[Start of section]

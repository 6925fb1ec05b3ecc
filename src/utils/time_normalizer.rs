//! Timezone-aware normalization of expiration dates and times.
//!
//! Expiration values arrive as wall-clock strings in the submitter's timezone.
//! They are converted to UTC before being compared with the current time or
//! stored, so every comparison happens in one canonical zone. The timezone is
//! always passed in explicitly.

use chrono::{NaiveDate, NaiveDateTime, NaiveTime, TimeDelta, TimeZone, Timelike};
use chrono_tz::Tz;

/// Fixed calendar date used to place a time-only value on a timeline.
pub const REFERENCE_DATE: (i32, u32, u32) = (1996, 3, 7);

const DATE_FORMAT: &str = "%Y-%m-%d";
const TIME_FORMATS: &[&str] = &["%H:%M", "%H:%M:%S"];

/// Errors that can occur while normalizing expiration values.
#[derive(Debug, Clone, PartialEq, Eq, thiserror::Error)]
pub enum TimeNormalizationError {
    #[error("Unknown timezone: {0}")]
    UnknownTimezone(String),

    #[error("Invalid date: {0}")]
    InvalidDate(String),

    #[error("Invalid time: {0}")]
    InvalidTime(String),

    #[error("Local time {0} does not exist in the given timezone")]
    NonexistentLocalTime(NaiveDateTime),
}

/// Parses an IANA timezone name. `None` or a blank name means UTC.
///
/// # Errors
///
/// Returns [`TimeNormalizationError::UnknownTimezone`] for unrecognised names.
pub fn parse_timezone(name: Option<&str>) -> Result<Tz, TimeNormalizationError> {
    match name.map(str::trim) {
        None | Some("") => Ok(Tz::UTC),
        Some(name) => name
            .parse::<Tz>()
            .map_err(|_| TimeNormalizationError::UnknownTimezone(name.to_string())),
    }
}

/// Converts a `YYYY-MM-DD` date in `tz` to the UTC calendar date of its
/// local midnight.
///
/// # Examples
///
/// ```
/// use chrono::NaiveDate;
/// use chrono_tz::Tz;
/// use shortlink::utils::time_normalizer::expire_date_to_utc;
///
/// // Midnight in Kolkata is 18:30 UTC on the previous day.
/// let date = expire_date_to_utc("2030-01-10", Tz::Asia__Kolkata).unwrap();
/// assert_eq!(date, NaiveDate::from_ymd_opt(2030, 1, 9).unwrap());
/// ```
pub fn expire_date_to_utc(date: &str, tz: Tz) -> Result<NaiveDate, TimeNormalizationError> {
    let local_date = NaiveDate::parse_from_str(date.trim(), DATE_FORMAT)
        .map_err(|_| TimeNormalizationError::InvalidDate(date.to_string()))?;

    let local_midnight = local_date.and_time(NaiveTime::MIN);
    Ok(local_to_utc(local_midnight, tz)?.date())
}

/// Converts an `HH:MM` (or `HH:MM:SS`) time in `tz` to UTC, evaluated on
/// [`REFERENCE_DATE`]. Seconds are dropped.
pub fn expire_time_to_utc(time: &str, tz: Tz) -> Result<NaiveTime, TimeNormalizationError> {
    let trimmed = time.trim();
    let local_time = TIME_FORMATS
        .iter()
        .find_map(|format| NaiveTime::parse_from_str(trimmed, format).ok())
        .ok_or_else(|| TimeNormalizationError::InvalidTime(time.to_string()))?;

    let (year, month, day) = REFERENCE_DATE;
    let reference = NaiveDate::from_ymd_opt(year, month, day)
        .ok_or_else(|| TimeNormalizationError::InvalidDate(format!("{year}-{month}-{day}")))?;

    let utc_time = local_to_utc(reference.and_time(local_time), tz)?.time();
    Ok(truncate_to_minute(utc_time))
}

/// Drops seconds and sub-second precision, including a leap second.
pub fn truncate_to_minute(time: NaiveTime) -> NaiveTime {
    let minutes = i64::from(time.hour() * 60 + time.minute());
    NaiveTime::MIN + TimeDelta::minutes(minutes)
}

fn local_to_utc(local: NaiveDateTime, tz: Tz) -> Result<NaiveDateTime, TimeNormalizationError> {
    tz.from_local_datetime(&local)
        .earliest()
        .map(|dt| dt.naive_utc())
        .ok_or(TimeNormalizationError::NonexistentLocalTime(local))
}

#[cfg(test)]
mod tests {
    use super::*;

    fn date(y: i32, m: u32, d: u32) -> NaiveDate {
        NaiveDate::from_ymd_opt(y, m, d).unwrap()
    }

    fn time(h: u32, m: u32) -> NaiveTime {
        NaiveTime::from_hms_opt(h, m, 0).unwrap()
    }

    #[test]
    fn test_parse_timezone_defaults_to_utc() {
        assert_eq!(parse_timezone(None).unwrap(), Tz::UTC);
        assert_eq!(parse_timezone(Some("")).unwrap(), Tz::UTC);
        assert_eq!(parse_timezone(Some("  ")).unwrap(), Tz::UTC);
    }

    #[test]
    fn test_parse_timezone_named() {
        assert_eq!(
            parse_timezone(Some("Europe/Moscow")).unwrap(),
            Tz::Europe__Moscow
        );
    }

    #[test]
    fn test_parse_timezone_unknown() {
        assert_eq!(
            parse_timezone(Some("Mars/Olympus")),
            Err(TimeNormalizationError::UnknownTimezone(
                "Mars/Olympus".to_string()
            ))
        );
    }

    #[test]
    fn test_expire_date_utc_is_unchanged() {
        assert_eq!(
            expire_date_to_utc("2030-05-01", Tz::UTC).unwrap(),
            date(2030, 5, 1)
        );
    }

    #[test]
    fn test_expire_date_east_of_utc_moves_back() {
        assert_eq!(
            expire_date_to_utc("2030-05-01", Tz::Asia__Tokyo).unwrap(),
            date(2030, 4, 30)
        );
    }

    #[test]
    fn test_expire_date_west_of_utc_keeps_day() {
        assert_eq!(
            expire_date_to_utc("2030-05-01", Tz::America__New_York).unwrap(),
            date(2030, 5, 1)
        );
    }

    #[test]
    fn test_expire_date_invalid() {
        assert!(matches!(
            expire_date_to_utc("01/05/2030", Tz::UTC),
            Err(TimeNormalizationError::InvalidDate(_))
        ));
        assert!(matches!(
            expire_date_to_utc("2030-02-30", Tz::UTC),
            Err(TimeNormalizationError::InvalidDate(_))
        ));
    }

    #[test]
    fn test_expire_time_utc_is_unchanged() {
        assert_eq!(expire_time_to_utc("14:30", Tz::UTC).unwrap(), time(14, 30));
    }

    #[test]
    fn test_expire_time_uses_reference_date_offset() {
        // Moscow was UTC+3 on 1996-03-07.
        assert_eq!(
            expire_time_to_utc("14:30", Tz::Europe__Moscow).unwrap(),
            time(11, 30)
        );
        // Kolkata is UTC+5:30.
        assert_eq!(
            expire_time_to_utc("02:00", Tz::Asia__Kolkata).unwrap(),
            time(20, 30)
        );
    }

    #[test]
    fn test_expire_time_drops_seconds() {
        assert_eq!(
            expire_time_to_utc("08:15:59", Tz::UTC).unwrap(),
            time(8, 15)
        );
    }

    #[test]
    fn test_truncate_to_minute() {
        let precise = NaiveTime::from_hms_nano_opt(12, 0, 59, 500_000_000).unwrap();
        assert_eq!(truncate_to_minute(precise), time(12, 0));

        let leap = NaiveTime::from_hms_nano_opt(23, 59, 59, 1_500_000_000).unwrap();
        assert_eq!(truncate_to_minute(leap), time(23, 59));

        assert_eq!(truncate_to_minute(NaiveTime::MIN), time(0, 0));
    }

    #[test]
    fn test_expire_time_invalid() {
        assert!(matches!(
            expire_time_to_utc("25:00", Tz::UTC),
            Err(TimeNormalizationError::InvalidTime(_))
        ));
        assert!(matches!(
            expire_time_to_utc("noon", Tz::UTC),
            Err(TimeNormalizationError::InvalidTime(_))
        ));
    }
}
#[cfg(test)]
mod tests {
    use super::*;
    use crate::domain::clock::FixedClock;
    use crate::domain::repositories::MockShortLinkRepository;
    use chrono::{TimeZone, Utc};
    use serde_json::json;

    fn clock() -> Arc<FixedClock> {
        Arc::new(FixedClock(
            Utc.with_ymd_and_hms(2026, 10, 19, 12, 0, 0).unwrap(),
        ))
    }

    fn validator(repo: MockShortLinkRepository) -> SubmissionValidator<MockShortLinkRepository, FixedClock> {
        SubmissionValidator::new(Arc::new(repo), clock(), ShortCodeCodec::default())
    }

    fn no_collisions() -> MockShortLinkRepository {
        let mut repo = MockShortLinkRepository::new();
        repo.expect_count_alias_collisions().returning(|_| Ok(0));
        repo
    }

    async fn errors_for(
        repo: MockShortLinkRepository,
        submission: LinkSubmission,
    ) -> ValidationErrors {
        match validator(repo).validate(&submission).await {
            Err(AppError::Validation(errors)) => errors,
            other => panic!("expected validation error, got {other:?}"),
        }
    }

    #[tokio::test]
    async fn test_valid_submission() {
        let mut repo = MockShortLinkRepository::new();
        repo.expect_count_alias_collisions().times(0);

        let result = validator(repo)
            .validate(&LinkSubmission::new("http://example.com"))
            .await;

        let validated = result.unwrap();
        assert_eq!(validated.original_url, "http://example.com");
        assert!(validated.alias.is_none());
        assert!(validated.expire_date.is_none());
    }

    #[tokio::test]
    async fn test_missing_url() {
        let errors = errors_for(no_collisions(), LinkSubmission::default()).await;
        assert_eq!(errors.get(fields::ORIGINAL_URL), Some(messages::URL_REQUIRED));
    }

    #[tokio::test]
    async fn test_empty_url() {
        let errors = errors_for(no_collisions(), LinkSubmission::new("")).await;

        assert!(!errors.is_valid());
        assert_eq!(errors.get(fields::ORIGINAL_URL), Some(messages::URL_REQUIRED));
    }

    #[tokio::test]
    async fn test_malformed_url() {
        let errors = errors_for(no_collisions(), LinkSubmission::new("not a url")).await;
        assert_eq!(errors.get(fields::ORIGINAL_URL), Some(messages::URL_INVALID));
    }

    #[tokio::test]
    async fn test_alias_with_space() {
        let errors = errors_for(
            no_collisions(),
            LinkSubmission::new("http://example.com").with_alias("a b"),
        )
        .await;

        assert_eq!(
            errors.get(fields::ALIAS),
            Some(messages::ALIAS_SPECIAL_CHARACTERS)
        );
        assert_eq!(errors.len(), 1);
    }

    #[tokio::test]
    async fn test_alias_allows_underscore_and_hyphen() {
        let result = validator(no_collisions())
            .validate(&LinkSubmission::new("http://example.com").with_alias("my_promo-2026"))
            .await;

        assert_eq!(result.unwrap().alias.as_deref(), Some("my_promo-2026"));
    }

    #[test]
    fn test_disallowed_alias_characters() {
        for alias in ["a b", "a.b", "a/b", "a?b", "a#b", "a%b", "a\tb", "a!b", "a@b"] {
            assert!(has_disallowed_alias_character(alias), "{alias:?}");
        }
        for alias in ["promo", "Promo_2026", "my-link", "привет"] {
            assert!(!has_disallowed_alias_character(alias), "{alias:?}");
        }
    }

    #[tokio::test]
    async fn test_alias_collision() {
        let mut repo = MockShortLinkRepository::new();
        repo.expect_count_alias_collisions()
            .withf(|alias| alias == "summer-sale")
            .times(1)
            .returning(|_| Ok(1));

        let errors = errors_for(
            repo,
            LinkSubmission::new("http://example.com").with_alias("summer-sale"),
        )
        .await;

        assert_eq!(errors.get(fields::ALIAS), Some(messages::ALIAS_UNAVAILABLE));
    }

    #[tokio::test]
    async fn test_alias_collision_overrides_special_character_message() {
        let mut repo = MockShortLinkRepository::new();
        repo.expect_count_alias_collisions().returning(|_| Ok(1));

        let errors = errors_for(
            repo,
            LinkSubmission::new("http://example.com").with_alias("http://taken.com"),
        )
        .await;

        assert_eq!(errors.get(fields::ALIAS), Some(messages::ALIAS_UNAVAILABLE));
    }

    #[tokio::test]
    async fn test_alias_shaped_like_short_code_is_unavailable() {
        for alias in ["bN", "promo", "Z9"] {
            let errors = errors_for(
                no_collisions(),
                LinkSubmission::new("http://example.com").with_alias(alias),
            )
            .await;

            assert_eq!(
                errors.get(fields::ALIAS),
                Some(messages::ALIAS_UNAVAILABLE),
                "{alias:?}"
            );
        }
    }

    #[tokio::test]
    async fn test_alias_outside_code_space_is_accepted() {
        // Below the padding offset, a leading zero digit, or a separator.
        for alias in ["b", "april", "summer-sale", "promo_2026"] {
            let result = validator(no_collisions())
                .validate(&LinkSubmission::new("http://example.com").with_alias(alias))
                .await;

            assert_eq!(result.unwrap().alias.as_deref(), Some(alias));
        }
    }

    #[tokio::test]
    async fn test_empty_alias_skips_collision_lookup() {
        let mut repo = MockShortLinkRepository::new();
        repo.expect_count_alias_collisions().times(0);

        let result = validator(repo)
            .validate(&LinkSubmission::new("http://example.com").with_alias(""))
            .await;

        assert!(result.unwrap().alias.is_none());
    }

    #[tokio::test]
    async fn test_expire_date_yesterday() {
        let errors = errors_for(
            no_collisions(),
            LinkSubmission::new("http://example.com")
                .with_expiration(Some("2026-10-18".to_string()), None),
        )
        .await;

        assert_eq!(errors.get(fields::EXPIRE_DATE), Some(messages::DATE_INVALID));
    }

    #[tokio::test]
    async fn test_expire_date_today_and_tomorrow() {
        for raw in ["2026-10-19", "2026-10-20"] {
            let result = validator(no_collisions())
                .validate(
                    &LinkSubmission::new("http://example.com")
                        .with_expiration(Some(raw.to_string()), None),
                )
                .await;

            assert!(result.is_ok(), "{raw} should be accepted");
        }
    }

    #[tokio::test]
    async fn test_expire_date_normalized_with_timezone() {
        // Midnight on the 19th in Tokyo is the 18th in UTC.
        let errors = errors_for(
            no_collisions(),
            LinkSubmission::new("http://example.com")
                .with_timezone("Asia/Tokyo")
                .with_expiration(Some("2026-10-19".to_string()), None),
        )
        .await;
        assert!(errors.contains(fields::EXPIRE_DATE));

        let validated = validator(no_collisions())
            .validate(
                &LinkSubmission::new("http://example.com")
                    .with_timezone("Asia/Tokyo")
                    .with_expiration(Some("2026-10-21".to_string()), None),
            )
            .await
            .unwrap();
        assert_eq!(validated.expire_date, NaiveDate::from_ymd_opt(2026, 10, 20));
    }

    #[tokio::test]
    async fn test_expire_date_unparseable() {
        let errors = errors_for(
            no_collisions(),
            LinkSubmission::new("http://example.com")
                .with_expiration(Some("next week".to_string()), None),
        )
        .await;

        assert_eq!(errors.get(fields::EXPIRE_DATE), Some(messages::DATE_INVALID));
    }

    #[tokio::test]
    async fn test_expire_time_before_now() {
        let errors = errors_for(
            no_collisions(),
            LinkSubmission::new("http://example.com")
                .with_expiration(None, Some("11:59".to_string())),
        )
        .await;

        assert_eq!(errors.get(fields::EXPIRE_TIME), Some(messages::TIME_INVALID));
    }

    #[tokio::test]
    async fn test_expire_time_current_minute_is_accepted() {
        let validated = validator(no_collisions())
            .validate(
                &LinkSubmission::new("http://example.com")
                    .with_expiration(None, Some("12:00".to_string())),
            )
            .await
            .unwrap();

        assert_eq!(validated.expire_time, NaiveTime::from_hms_opt(12, 0, 0));
    }

    #[tokio::test]
    async fn test_expire_time_compares_minutes_when_clock_has_seconds() {
        let late_in_minute = Utc.with_ymd_and_hms(2026, 10, 19, 12, 0, 59).unwrap()
            + chrono::TimeDelta::milliseconds(500);
        let validator = SubmissionValidator::new(
            Arc::new(no_collisions()),
            Arc::new(FixedClock(late_in_minute)),
            ShortCodeCodec::default(),
        );

        let validated = validator
            .validate(
                &LinkSubmission::new("http://example.com")
                    .with_expiration(None, Some("12:00".to_string())),
            )
            .await
            .unwrap();
        assert_eq!(validated.expire_time, NaiveTime::from_hms_opt(12, 0, 0));

        let err = validator
            .validate(
                &LinkSubmission::new("http://example.com")
                    .with_expiration(None, Some("11:59".to_string())),
            )
            .await
            .unwrap_err();
        assert_eq!(
            err.validation_errors().unwrap().get(fields::EXPIRE_TIME),
            Some(messages::TIME_INVALID)
        );
    }

    #[tokio::test]
    async fn test_expire_time_normalized_with_timezone() {
        // 13:00 in Moscow on the reference date is 10:00 UTC.
        let errors = errors_for(
            no_collisions(),
            LinkSubmission::new("http://example.com")
                .with_timezone("Europe/Moscow")
                .with_expiration(None, Some("13:00".to_string())),
        )
        .await;

        assert!(errors.contains(fields::EXPIRE_TIME));
    }

    #[tokio::test]
    async fn test_unknown_timezone() {
        let errors = errors_for(
            no_collisions(),
            LinkSubmission::new("http://example.com").with_timezone("Nowhere/Special"),
        )
        .await;

        assert_eq!(errors.get(fields::TIMEZONE), Some(messages::TIMEZONE_INVALID));
    }

    #[tokio::test]
    async fn test_invalid_email() {
        let mut submission = LinkSubmission::new("http://example.com");
        submission.user_email = Some("not-an-email".to_string());

        let errors = errors_for(no_collisions(), submission).await;
        assert_eq!(errors.get(fields::USER_EMAIL), Some(messages::EMAIL_INVALID));
    }

    #[tokio::test]
    async fn test_contact_details_accepted() {
        let mut submission = LinkSubmission::new("http://example.com");
        submission.user_name = Some("Ann".to_string());
        submission.user_email = Some("ann@example.com".to_string());
        submission.user_mobile = Some("+7 912 345-67-89".to_string());

        let validated = validator(no_collisions()).validate(&submission).await.unwrap();

        assert_eq!(validated.user_email.as_deref(), Some("ann@example.com"));
        assert_eq!(validated.user_mobile.as_deref(), Some("+7 912 345-67-89"));
    }

    #[tokio::test]
    async fn test_invalid_mobile() {
        let mut submission = LinkSubmission::new("http://example.com");
        submission.user_mobile = Some("12345".to_string());

        let errors = errors_for(no_collisions(), submission).await;
        assert_eq!(errors.get(fields::USER_MOBILE), Some(messages::MOBILE_INVALID));
    }

    #[tokio::test]
    async fn test_errors_are_collected() {
        let errors = errors_for(
            no_collisions(),
            LinkSubmission::new("")
                .with_alias("bad alias")
                .with_expiration(Some("2020-01-01".to_string()), Some("00:00".to_string())),
        )
        .await;

        assert_eq!(
            serde_json::to_value(&errors).unwrap(),
            json!({
                "expire_date": "Invalid date.",
                "expire_time": "Invalid time.",
                "original_url": "URL is Required.",
                "special_url": "URL Alias should not contain special characters except underscore (_) or hyphen (-)."
            })
        );
    }

    #[tokio::test]
    async fn test_repository_failure_propagates() {
        let mut repo = MockShortLinkRepository::new();
        repo.expect_count_alias_collisions()
            .returning(|_| Err(AppError::internal("Database error", json!({}))));

        let result = validator(repo)
            .validate(&LinkSubmission::new("http://example.com").with_alias("promo"))
            .await;

        assert!(matches!(result, Err(AppError::Internal { .. })));
    }
}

[End of section]

→ WORK TO BE COMPLETED
Above are several records. Count the lines among them that contain "FixedClock" and give only the total.

→ ANSWER BOX
5